Un enfermo terminal de párkinson pide “dejar de padecer y de hacer padecer”
Antoni Monguilod solicita a las autoridades que reconozcan la muerte digna como un derecho fundamental del ser humano
Cuatro sillas de escritorio diferentes muestran la evolución del párkinson en el cuerpo de Antoni Monguilod. Arrinconadas en un lateral del despacho de su casa de Malgrat de Mar (Barcelona), los distintos tamaños y formas de los asientos se fueron sucediendo hasta la actual silla de ruedas de la que Monguilod, de 74 años, no se puede levantar desde hace dos meses. Su pérdida de autonomía le empujó a enviar una carta a varios medios reclamando la legalización de la eutanasia para evitar “sufrimientos” y como un “derecho fundamental”.
En este encarcelamiento corporal, que le impide completar una frase, el ordenador aparece como una rendija en la celda. El ratón y teclado dan a Monguilod el movimiento y las palabras que le va absorbiendo la enfermedad. De su puño y teclas salieron esos párrafos de auxilio que envió reclamando la despenalización de la eutanasia.

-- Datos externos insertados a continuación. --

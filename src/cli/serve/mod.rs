//! Serve command - runs the HTTP server

use std::net::SocketAddr;

use clap::Args;
use tokio::net::TcpListener;
use tokio::signal;
use tracing::{info, warn};

use crate::api::{create_router, RouterOptions};
use crate::config::AppConfig;
use crate::infrastructure::logging::init_logging;
use crate::infrastructure::observability::init_metrics;

#[derive(Args, Debug, Default)]
pub struct ServeArgs {
    /// Override `server.host`
    #[arg(long)]
    pub host: Option<String>,

    /// Override `server.port`
    #[arg(long)]
    pub port: Option<u16>,
}

/// Run the HTTP server until Ctrl+C or SIGTERM
pub async fn run(args: ServeArgs) -> anyhow::Result<()> {
    dotenvy::dotenv().ok();

    let mut config = AppConfig::load()?;
    if let Some(host) = args.host {
        config.server.host = host;
    }
    if let Some(port) = args.port {
        config.server.port = port;
    }

    init_logging(&config.logging)?;
    config.validate()?;

    let metrics = init_metrics(&config.metrics);
    let state = crate::create_app_state(&config).await?;

    let app = create_router(
        state,
        RouterOptions {
            max_upload_bytes: config.server.max_upload_bytes,
            metrics,
            metrics_path: config.metrics.path.clone(),
        },
    );

    let addr = build_socket_addr(&config)?;
    info!(
        %addr,
        llm = %config.llm.model,
        embedding = %config.embedding.model,
        "Starting server"
    );

    let listener = TcpListener::bind(addr).await?;
    axum::serve(listener, app)
        .with_graceful_shutdown(shutdown_signal())
        .await?;

    info!("Server shutdown complete");
    Ok(())
}

async fn shutdown_signal() {
    let ctrl_c = async {
        if let Err(e) = signal::ctrl_c().await {
            warn!(error = %e, "Failed to listen for Ctrl+C");
            std::future::pending::<()>().await;
        }
    };

    #[cfg(unix)]
    let terminate = async {
        match signal::unix::signal(signal::unix::SignalKind::terminate()) {
            Ok(mut stream) => {
                stream.recv().await;
            }
            Err(e) => {
                warn!(error = %e, "Failed to listen for SIGTERM");
                std::future::pending::<()>().await;
            }
        }
    };

    #[cfg(not(unix))]
    let terminate = std::future::pending::<()>();

    tokio::select! {
        _ = ctrl_c => info!("Received Ctrl+C, initiating graceful shutdown"),
        _ = terminate => info!("Received SIGTERM, initiating graceful shutdown"),
    }
}

fn build_socket_addr(config: &AppConfig) -> anyhow::Result<SocketAddr> {
    Ok(SocketAddr::from((
        config.server.host.parse::<std::net::IpAddr>()?,
        config.server.port,
    )))
}
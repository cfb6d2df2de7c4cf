//! API layer - HTTP endpoints and middleware

pub mod debug;
pub mod health;
pub mod middleware;
pub mod rag;
pub mod router;
pub mod state;
pub mod types;

pub use router::{create_router, RouterOptions};
pub use state::AppState;
//! Document parser trait and types

use async_trait::async_trait;
use serde::{Deserialize, Serialize};
use sha2::{Digest, Sha256};
use std::fmt::Debug;

use crate::domain::DomainError;

/// Content-derived document identifier (hex SHA-256 of the uploaded bytes)
#[derive(Debug, Clone, PartialEq, Eq, PartialOrd, Ord, Hash, Serialize, Deserialize)]
#[serde(transparent)]
pub struct DocumentId(String);

impl DocumentId {
    /// Derive the identifier from raw document bytes
    pub fn from_bytes(bytes: &[u8]) -> Self {
        Self(hex::encode(Sha256::digest(bytes)))
    }

    /// Wrap an already computed identifier
    pub fn new(id: impl Into<String>) -> Self {
        Self(id.into())
    }

    pub fn as_str(&self) -> &str {
        &self.0
    }

    /// First 16 hex characters, used as the chunk id prefix
    pub fn short(&self) -> &str {
        let end = self.0.len().min(16);
        &self.0[..end]
    }
}

impl std::fmt::Display for DocumentId {
    fn fmt(&self, f: &mut std::fmt::Formatter<'_>) -> std::fmt::Result {
        f.write_str(&self.0)
    }
}

/// Input for document parsing
#[derive(Debug, Clone)]
pub struct ParserInput {
    /// Raw uploaded bytes
    pub bytes: Vec<u8>,
    /// Original filename, used for citations and type detection
    pub filename: String,
    /// Declared MIME type, if the transport supplied one
    pub mime_type: Option<String>,
}

impl ParserInput {
    /// Create input from binary content
    pub fn from_bytes(bytes: impl Into<Vec<u8>>) -> Self {
        Self {
            bytes: bytes.into(),
            filename: String::from("document"),
            mime_type: None,
        }
    }

    /// Set the filename
    pub fn with_filename(mut self, filename: impl Into<String>) -> Self {
        self.filename = filename.into();
        self
    }

    /// Set the declared MIME type
    pub fn with_mime_type(mut self, mime_type: impl Into<String>) -> Self {
        self.mime_type = Some(mime_type.into());
        self
    }

    /// Identifier this input will be stored under
    pub fn document_id(&self) -> DocumentId {
        DocumentId::from_bytes(&self.bytes)
    }
}

/// Text of a single page; `number` is 1-based
#[derive(Debug, Clone, PartialEq, Eq, Serialize, Deserialize)]
pub struct PageText {
    pub number: u32,
    pub text: String,
}

impl PageText {
    pub fn new(number: u32, text: impl Into<String>) -> Self {
        Self {
            number,
            text: text.into(),
        }
    }

    pub fn is_blank(&self) -> bool {
        self.text.trim().is_empty()
    }
}

/// Metadata extracted from a document
#[derive(Debug, Clone, Default, Serialize, Deserialize)]
pub struct DocumentMetadata {
    /// Document title
    #[serde(skip_serializing_if = "Option::is_none")]
    pub title: Option<String>,
    /// Document author
    #[serde(skip_serializing_if = "Option::is_none")]
    pub author: Option<String>,
    /// MIME type
    #[serde(skip_serializing_if = "Option::is_none")]
    pub mime_type: Option<String>,
    /// Pages whose text could not be extracted
    #[serde(default, skip_serializing_if = "Vec::is_empty")]
    pub unreadable_pages: Vec<u32>,
}

impl DocumentMetadata {
    /// Create empty metadata
    pub fn new() -> Self {
        Self::default()
    }

    /// Set title
    pub fn with_title(mut self, title: impl Into<String>) -> Self {
        self.title = Some(title.into());
        self
    }

    /// Set author
    pub fn with_author(mut self, author: impl Into<String>) -> Self {
        self.author = Some(author.into());
        self
    }

    /// Set MIME type
    pub fn with_mime_type(mut self, mime_type: impl Into<String>) -> Self {
        self.mime_type = Some(mime_type.into());
        self
    }
}

/// Result of parsing a document. Immutable once produced.
#[derive(Debug, Clone)]
pub struct ParsedDocument {
    pub id: DocumentId,
    pub filename: String,
    /// Pages in document order
    pub pages: Vec<PageText>,
    pub metadata: DocumentMetadata,
}

impl ParsedDocument {
    pub fn new(id: DocumentId, filename: impl Into<String>, pages: Vec<PageText>) -> Self {
        Self {
            id,
            filename: filename.into(),
            pages,
            metadata: DocumentMetadata::new(),
        }
    }

    pub fn with_metadata(mut self, metadata: DocumentMetadata) -> Self {
        self.metadata = metadata;
        self
    }

    pub fn page_count(&self) -> usize {
        self.pages.len()
    }

    /// Total extracted characters across all pages
    pub fn char_count(&self) -> usize {
        self.pages.iter().map(|p| p.text.chars().count()).sum()
    }

    /// True when no page carries any text
    pub fn is_empty(&self) -> bool {
        self.pages.iter().all(PageText::is_blank)
    }
}

/// Trait for document parsers
#[async_trait]
pub trait DocumentParser: Send + Sync + Debug {
    /// Get supported file extensions (e.g., ["pdf"])
    fn supported_extensions(&self) -> &[&str];

    /// Get supported MIME types (e.g., ["application/pdf"])
    fn supported_mime_types(&self) -> &[&str];

    /// Extract page texts. Fails with `UnreadableDocument` when the file as a whole
    /// cannot be read; individual unreadable pages yield empty text instead.
    async fn parse(&self, input: ParserInput) -> Result<ParsedDocument, DomainError>;

    /// Check if this parser supports a given filename
    fn supports_file(&self, filename: &str) -> bool {
        let Some((_, ext)) = filename.rsplit_once('.') else {
            return false;
        };

        self.supported_extensions()
            .iter()
            .any(|e| e.eq_ignore_ascii_case(ext))
    }

    /// Check if this parser supports a given MIME type
    fn supports_mime(&self, mime: &str) -> bool {
        self.supported_mime_types()
            .iter()
            .any(|m| mime.starts_with(*m))
    }
}

#[cfg(test)]
pub mod mock {
    use super::*;
    use std::sync::Mutex;

    /// Mock document parser for testing. Without a configured result it treats the
    /// input as UTF-8 with form-feed page breaks.
    #[derive(Debug)]
    pub struct MockDocumentParser {
        extensions: Vec<&'static str>,
        mime_types: Vec<&'static str>,
        result: Mutex<Option<Result<Vec<PageText>, String>>>,
    }

    impl MockDocumentParser {
        pub fn new() -> Self {
            Self {
                extensions: vec!["txt"],
                mime_types: vec!["text/plain"],
                result: Mutex::new(None),
            }
        }

        pub fn with_pages(self, pages: Vec<PageText>) -> Self {
            *self.result.lock().unwrap() = Some(Ok(pages));
            self
        }

        pub fn with_error(self, error: impl Into<String>) -> Self {
            *self.result.lock().unwrap() = Some(Err(error.into()));
            self
        }
    }

    impl Default for MockDocumentParser {
        fn default() -> Self {
            Self::new()
        }
    }

    #[async_trait]
    impl DocumentParser for MockDocumentParser {
        fn supported_extensions(&self) -> &[&str] {
            &self.extensions
        }

        fn supported_mime_types(&self) -> &[&str] {
            &self.mime_types
        }

        async fn parse(&self, input: ParserInput) -> Result<ParsedDocument, DomainError> {
            let id = input.document_id();

            let pages = match self.result.lock().unwrap().take() {
                Some(result) => result.map_err(DomainError::unreadable_document)?,
                None => String::from_utf8_lossy(&input.bytes)
                    .split('\u{c}')
                    .enumerate()
                    .map(|(i, text)| PageText::new(i as u32 + 1, text))
                    .collect(),
            };

            Ok(ParsedDocument::new(id, input.filename, pages))
        }
    }
}
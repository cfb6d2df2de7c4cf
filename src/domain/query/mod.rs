//! Question answering domain types

mod answer;
mod config;
mod output;

pub use answer::{Answer, Citation, HistoryRole, HistoryTurn, NO_DOCUMENTS_ANSWER};
pub use config::{GenerationOptions, QueryConfig};
pub use output::{ModelOutput, MAX_SOURCE_CHARS};
pub(crate) use output::truncate_chars;
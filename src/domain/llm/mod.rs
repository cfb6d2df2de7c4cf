mod provider;
mod request;
mod response;

pub use provider::LlmProvider;
pub use request::{LlmRequest, LlmRequestBuilder};
pub use response::{LlmResponse, Usage};

#[cfg(test)]
pub use provider::mock::MockLlmProvider;
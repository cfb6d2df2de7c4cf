//! Prometheus metrics infrastructure
//!
//! Recording helpers are no-ops until a recorder is installed, so pipelines call them
//! unconditionally.

use std::sync::Arc;
use std::time::Duration;

use axum::{extract::State, response::IntoResponse, routing::get, Router};
use metrics::{counter, gauge, histogram};
use metrics_exporter_prometheus::{PrometheusBuilder, PrometheusHandle};
use once_cell::sync::Lazy;
use regex::Regex;

use super::config::MetricsConfig;

static HEX_ID: Lazy<Regex> = Lazy::new(|| Regex::new(r"[0-9a-f]{16,}").unwrap());
static NUMERIC_ID: Lazy<Regex> = Lazy::new(|| Regex::new(r"/\d+(/|$)").unwrap());

/// Prometheus metrics handle for serving metrics endpoint
#[derive(Clone)]
pub struct PrometheusMetrics {
    handle: Arc<PrometheusHandle>,
}

impl std::fmt::Debug for PrometheusMetrics {
    fn fmt(&self, f: &mut std::fmt::Formatter<'_>) -> std::fmt::Result {
        f.debug_struct("PrometheusMetrics").finish_non_exhaustive()
    }
}

impl PrometheusMetrics {
    /// Get the metrics as a string for the /metrics endpoint
    pub fn render(&self) -> String {
        self.handle.render()
    }
}

/// Initialize Prometheus metrics
pub fn init_metrics(config: &MetricsConfig) -> Option<PrometheusMetrics> {
    if !config.enabled {
        tracing::info!("Prometheus metrics disabled");
        return None;
    }

    match PrometheusBuilder::new().install_recorder() {
        Ok(handle) => {
            gauge!("rag_info", "version" => env!("CARGO_PKG_VERSION")).set(1.0);
            tracing::info!("Prometheus metrics initialized at {}", config.path);

            Some(PrometheusMetrics {
                handle: Arc::new(handle),
            })
        }
        Err(e) => {
            tracing::error!("Failed to initialize Prometheus metrics: {}", e);
            None
        }
    }
}

/// Create the metrics router
pub fn create_metrics_router<S>(metrics: PrometheusMetrics, path: &str) -> Router<S>
where
    S: Clone + Send + Sync + 'static,
{
    Router::new()
        .route(path, get(metrics_handler))
        .with_state(metrics)
}

async fn metrics_handler(State(metrics): State<PrometheusMetrics>) -> impl IntoResponse {
    metrics.render()
}

/// Record an HTTP request metric
pub fn record_http_request(method: &str, path: &str, status: u16, duration: Duration) {
    let labels = [
        ("method", method.to_string()),
        ("path", sanitize_path(path)),
        ("status", status.to_string()),
    ];

    counter!("http_requests_total", &labels).increment(1);
    histogram!("http_request_duration_seconds", &labels).record(duration.as_secs_f64());

    if status >= 500 {
        counter!("http_server_errors_total", &labels).increment(1);
    }
}

/// Record the outcome of ingesting one document
pub fn record_document_ingested(status: &str, chunks: usize, duration: Duration) {
    counter!("rag_documents_ingested_total", "status" => status.to_string()).increment(1);
    histogram!("rag_ingestion_duration_seconds").record(duration.as_secs_f64());

    if chunks > 0 {
        counter!("rag_chunks_indexed_total").increment(chunks as u64);
    }
}

/// Record the outcome of answering one question
pub fn record_query(status: &str, duration: Duration) {
    counter!("rag_queries_total", "status" => status.to_string()).increment(1);
    histogram!("rag_query_duration_seconds").record(duration.as_secs_f64());
}

/// Record a completion call against the language model
pub fn record_llm_request(params: LlmRequestMetricParams) {
    let labels = [
        ("provider", params.provider.to_string()),
        ("model", params.model.to_string()),
        ("status", if params.success { "success" } else { "error" }.to_string()),
    ];

    counter!("llm_requests_total", &labels).increment(1);
    histogram!("llm_request_duration_seconds", &labels).record(params.duration.as_secs_f64());

    if let Some(tokens) = params.input_tokens {
        counter!("llm_input_tokens_total", &labels).increment(tokens);
    }

    if let Some(tokens) = params.output_tokens {
        counter!("llm_output_tokens_total", &labels).increment(tokens);
    }
}

/// Current number of index entries
pub fn set_index_size(size: usize) {
    gauge!("rag_index_size").set(size as f64);
}

/// Parameters for LLM request metrics
pub struct LlmRequestMetricParams<'a> {
    pub provider: &'a str,
    pub model: &'a str,
    pub duration: Duration,
    pub success: bool,
    pub input_tokens: Option<u64>,
    pub output_tokens: Option<u64>,
}

/// Sanitize URL path for metric labels (remove IDs, limit cardinality)
fn sanitize_path(path: &str) -> String {
    let path = HEX_ID.replace_all(path, "{id}");
    let path = NUMERIC_ID.replace_all(&path, "/{id}$1");

    if path.len() > 50 {
        path.chars().take(50).collect()
    } else {
        path.to_string()
    }
}
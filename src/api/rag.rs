//! Greeting, upload and question endpoints

use axum::extract::{Multipart, State};
use tracing::warn;

use super::state::AppState;
use super::types::{ApiError, AskRequest, GreetResponse, Json, UploadResponse};
use crate::domain::{Answer, ParserInput};

/// GET /greet
pub async fn greet(State(state): State<AppState>) -> Json<GreetResponse> {
    Json(GreetResponse {
        message: state.greeting.clone(),
    })
}

/// POST /upload
///
/// Every multipart field that carries a filename is ingested; other fields are ignored.
/// Per-file failures are reported in the body, so the request itself only fails when
/// nothing was uploaded or the body could not be read.
pub async fn upload(
    State(state): State<AppState>,
    mut multipart: Multipart,
) -> Result<Json<UploadResponse>, ApiError> {
    let mut inputs = Vec::new();

    while let Some(field) = multipart
        .next_field()
        .await
        .map_err(|e| ApiError::new(e.status(), "validation", e.body_text()))?
    {
        let Some(filename) = field.file_name().map(str::to_string) else {
            continue;
        };
        let mime_type = field.content_type().map(str::to_string);

        let bytes = field
            .bytes()
            .await
            .map_err(|e| ApiError::new(e.status(), "validation", e.body_text()))?;

        let mut input = ParserInput::from_bytes(bytes.to_vec()).with_filename(filename);
        if let Some(mime_type) = mime_type {
            input = input.with_mime_type(mime_type);
        }
        inputs.push(input);
    }

    if inputs.is_empty() {
        return Err(ApiError::bad_request("No files uploaded"));
    }

    let batch = state.ingestion.ingest_batch(inputs).await;

    if batch.changed_index() {
        if let Err(e) = state.save_checkpoint().await {
            warn!(error = %e, "Failed to save index checkpoint");
        }
    }

    let index_size = state.index.size().await;

    Ok(Json(UploadResponse { batch, index_size }))
}

/// POST /ask
pub async fn ask(
    State(state): State<AppState>,
    Json(request): Json<AskRequest>,
) -> Result<Json<Answer>, ApiError> {
    if request.question.trim().is_empty() {
        return Err(ApiError::bad_request("Question cannot be empty"));
    }

    let answer = state.query.ask(&request.question, &request.history).await?;
    Ok(Json(answer))
}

“Pasa las tardes frente al ordenador y todavía se encarga de las facturas y la administración del hogar”, comenta su esposa, Magdalena Fornés. Ante todo, el despacho de Monguilod es un museo de recuerdos de su vitalidad. Un violín en la parte superior de un armario, una jarra con el dibujo de un paracaídas de su etapa en la mili, fotografías con amigos y varios tomos encuadernados de la revista Som-hi, una publicación local mensual de la que se encargó entre 1977 y 2016.
“Dejar de padecer y de hacer padecer”, explica a EL PAÍS lo que significaría para él una “muerte digna”, en una entrevista en la que las dificultades en la comunicación son solventadas por su mujer. Además de ser su compañera de vida, ahora ella es sus piernas, sus brazos y su voz. “La quiero mucho y no quiero que pierda la salud cuidándome”, decía la misiva de Monguilod. Actualmente, Fornés atiende a su marido las 24 horas del día y solo se “puede escapar” cuando alguno de los cuidadores acude a su hogar. “Si no hay nadie no me quedo tranquila”, señala. Añora ir a la playa y de momento se conforma con una piscina portátil en la terraza de casa.
“Ha querido mostrar a la sociedad lo que algunas personas están padeciendo”, señala Fornés sobre la carta de su marido. “Puede parecer frío por mi parte aceptar y defender la posición que él ha tomado, pero yo creo que no hubiera sido capaz de llegar hasta donde él ha llegado. Los dos hemos sido siempre muy independientes y yo no soportaría tener que estar pidiendo que me hagan todo”.
También fue el teclado del ordenador el que hace siete años dio la primera señal de alarma. Unos fallos en la mano izquierda le llevaron al médico. Con la “mejor memoria de la casa”, según dice su mujer, Monguilod rectifica la primera versión que apareció en la prensa sobre su enfermedad que indicaba una antigüedad de 12 años. Unos clic en el ordenador muestran aquel primer informe de 2012 en el que se abría la puerta a la enfermedad neurodegenerativa.
Monguilod, que redactó un testamento vital en el que ha donado su cuerpo a la ciencia, descarta cualquier otra vía como el suicidio asistido o la marcha a otros países en los que la eutanasia no está penalizada. Quiere evitar que su familia tenga problemas legales.
La pareja tampoco entiende que casos como el de Ángel Hernández, que hace unos meses asistió a su mujer en el suicidio, hayan terminado en un juzgado. “Es una vergüenza. Ella decide morirse, lo graban, lo enseñan y al final le juzgan. Tener que morir sufriendo, ¿para qué?”, señala Fornés.
La familia dice que ningún político se ha puesto en contacto con ellos y tampoco tiene ninguna esperanza en ello. “Es una cuestión en la que la mayoría de la gente está a favor, pero los políticos no hacen nada por cambiarla. Esto no da votos”, concluye Fornés. En el Congreso existen dos proyectos sobre muerte digna, del PSOE y de Ciudadanos, que hasta el momento no han logrado abrirse paso.